Each line from the one containing "players are eliminated." to the end of the records should be copied exactly, and no other line.

*** Dataset entries Section Begins ***

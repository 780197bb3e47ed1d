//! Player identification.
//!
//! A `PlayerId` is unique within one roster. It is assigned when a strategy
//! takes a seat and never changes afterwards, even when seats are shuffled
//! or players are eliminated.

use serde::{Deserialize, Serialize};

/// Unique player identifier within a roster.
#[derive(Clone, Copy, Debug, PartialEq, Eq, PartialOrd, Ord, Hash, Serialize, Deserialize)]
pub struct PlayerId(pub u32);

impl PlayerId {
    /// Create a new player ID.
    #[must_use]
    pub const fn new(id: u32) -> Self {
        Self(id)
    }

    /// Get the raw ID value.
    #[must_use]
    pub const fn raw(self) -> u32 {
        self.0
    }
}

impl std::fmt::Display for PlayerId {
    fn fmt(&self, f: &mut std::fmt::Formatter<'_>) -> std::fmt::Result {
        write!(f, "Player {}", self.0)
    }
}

*** Dataset entries Section Ends ***

## Task result
//! or players are eliminated.

use serde::{Deserialize, Serialize};

/// Unique player identifier within a roster.
#[derive(Clone, Copy, Debug, PartialEq, Eq, PartialOrd, Ord, Hash, Serialize, Deserialize)]
pub struct PlayerId(pub u32);

impl PlayerId {
    /// Create a new player ID.
    #[must_use]
    pub const fn new(id: u32) -> Self {
        Self(id)
    }

    /// Get the raw ID value.
    #[must_use]
    pub const fn raw(self) -> u32 {
        self.0
    }
}

impl std::fmt::Display for PlayerId {
    fn fmt(&self, f: &mut std::fmt::Formatter<'_>) -> std::fmt::Result {
        write!(f, "Player {}", self.0)
    }
}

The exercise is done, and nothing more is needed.